### DIRECTIONS
Filter the records down to the lines that hold the word "input", and copy each of those lines.

### THE DATA
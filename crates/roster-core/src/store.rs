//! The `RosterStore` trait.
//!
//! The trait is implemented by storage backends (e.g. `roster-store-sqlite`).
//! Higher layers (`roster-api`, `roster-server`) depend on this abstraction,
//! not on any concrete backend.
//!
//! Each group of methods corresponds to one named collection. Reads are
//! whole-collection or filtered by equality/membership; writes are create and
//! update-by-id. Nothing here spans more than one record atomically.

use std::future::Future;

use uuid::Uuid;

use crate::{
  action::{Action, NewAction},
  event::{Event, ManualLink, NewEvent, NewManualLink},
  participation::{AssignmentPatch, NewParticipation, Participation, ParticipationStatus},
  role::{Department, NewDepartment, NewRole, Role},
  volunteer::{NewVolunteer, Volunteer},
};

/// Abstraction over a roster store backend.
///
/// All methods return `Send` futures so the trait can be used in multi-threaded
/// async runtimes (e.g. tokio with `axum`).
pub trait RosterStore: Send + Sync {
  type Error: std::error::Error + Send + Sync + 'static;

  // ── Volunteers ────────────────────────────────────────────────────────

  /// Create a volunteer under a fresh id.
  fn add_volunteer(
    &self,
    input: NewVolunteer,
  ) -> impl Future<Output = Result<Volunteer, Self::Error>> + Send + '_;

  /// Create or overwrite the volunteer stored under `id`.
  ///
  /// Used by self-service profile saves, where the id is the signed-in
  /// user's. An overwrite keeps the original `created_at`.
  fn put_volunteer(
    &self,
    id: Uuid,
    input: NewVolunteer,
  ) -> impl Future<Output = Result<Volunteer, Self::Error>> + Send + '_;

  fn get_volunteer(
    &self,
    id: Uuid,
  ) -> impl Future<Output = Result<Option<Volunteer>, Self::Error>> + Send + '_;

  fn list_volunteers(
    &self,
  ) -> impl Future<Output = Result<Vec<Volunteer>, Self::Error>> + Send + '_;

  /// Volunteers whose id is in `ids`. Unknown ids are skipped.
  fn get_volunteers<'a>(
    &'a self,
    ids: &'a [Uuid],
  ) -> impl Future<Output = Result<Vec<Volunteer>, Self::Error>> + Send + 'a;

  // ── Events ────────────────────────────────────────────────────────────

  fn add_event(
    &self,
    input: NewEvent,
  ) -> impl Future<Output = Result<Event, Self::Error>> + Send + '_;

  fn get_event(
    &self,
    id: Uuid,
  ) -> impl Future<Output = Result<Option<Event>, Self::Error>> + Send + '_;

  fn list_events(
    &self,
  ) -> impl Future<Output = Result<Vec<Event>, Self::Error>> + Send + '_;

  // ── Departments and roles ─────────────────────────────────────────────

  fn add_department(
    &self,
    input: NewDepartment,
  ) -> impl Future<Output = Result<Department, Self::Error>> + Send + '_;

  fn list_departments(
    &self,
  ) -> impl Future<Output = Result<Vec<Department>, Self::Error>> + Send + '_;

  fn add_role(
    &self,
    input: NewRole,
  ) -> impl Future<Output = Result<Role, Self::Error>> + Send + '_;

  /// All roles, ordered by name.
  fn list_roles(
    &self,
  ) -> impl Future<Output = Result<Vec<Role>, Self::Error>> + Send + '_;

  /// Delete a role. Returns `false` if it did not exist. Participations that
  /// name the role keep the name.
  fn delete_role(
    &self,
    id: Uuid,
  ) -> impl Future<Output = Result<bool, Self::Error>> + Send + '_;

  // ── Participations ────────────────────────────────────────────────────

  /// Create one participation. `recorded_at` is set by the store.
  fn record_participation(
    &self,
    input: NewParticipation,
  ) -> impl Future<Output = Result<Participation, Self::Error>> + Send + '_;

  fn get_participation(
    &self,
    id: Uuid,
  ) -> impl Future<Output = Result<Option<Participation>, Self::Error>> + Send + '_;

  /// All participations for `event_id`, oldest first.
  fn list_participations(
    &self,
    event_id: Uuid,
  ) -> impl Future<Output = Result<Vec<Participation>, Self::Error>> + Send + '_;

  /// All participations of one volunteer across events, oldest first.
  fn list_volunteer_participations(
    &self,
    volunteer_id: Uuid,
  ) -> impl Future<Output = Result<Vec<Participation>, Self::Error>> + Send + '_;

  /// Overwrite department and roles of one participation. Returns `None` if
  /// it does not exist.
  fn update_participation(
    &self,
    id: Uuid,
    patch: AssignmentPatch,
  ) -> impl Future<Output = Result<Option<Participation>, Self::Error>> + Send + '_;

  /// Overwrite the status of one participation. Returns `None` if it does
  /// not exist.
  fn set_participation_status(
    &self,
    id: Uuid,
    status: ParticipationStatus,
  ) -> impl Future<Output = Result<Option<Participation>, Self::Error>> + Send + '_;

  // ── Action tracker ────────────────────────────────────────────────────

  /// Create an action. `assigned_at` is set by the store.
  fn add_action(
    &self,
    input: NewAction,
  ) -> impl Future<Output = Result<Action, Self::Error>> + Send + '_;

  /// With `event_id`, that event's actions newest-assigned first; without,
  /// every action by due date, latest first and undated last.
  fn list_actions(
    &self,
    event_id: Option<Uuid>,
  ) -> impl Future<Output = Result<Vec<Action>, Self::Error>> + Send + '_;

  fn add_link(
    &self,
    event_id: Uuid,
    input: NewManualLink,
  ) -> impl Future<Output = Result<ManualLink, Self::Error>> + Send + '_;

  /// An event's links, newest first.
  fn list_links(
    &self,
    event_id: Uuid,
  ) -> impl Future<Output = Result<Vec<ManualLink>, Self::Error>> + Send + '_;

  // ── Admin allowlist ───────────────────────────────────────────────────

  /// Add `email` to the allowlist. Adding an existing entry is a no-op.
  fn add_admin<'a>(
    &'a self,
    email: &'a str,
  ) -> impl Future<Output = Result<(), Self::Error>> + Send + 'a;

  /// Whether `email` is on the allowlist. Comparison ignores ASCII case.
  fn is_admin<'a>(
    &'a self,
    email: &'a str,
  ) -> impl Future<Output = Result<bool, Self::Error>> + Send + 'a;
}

### ANSWER
    input: NewVolunteer,
    input: NewVolunteer,
    input: NewEvent,
    input: NewDepartment,
    input: NewRole,
    input: NewParticipation,
    input: NewAction,
    input: NewManualLink,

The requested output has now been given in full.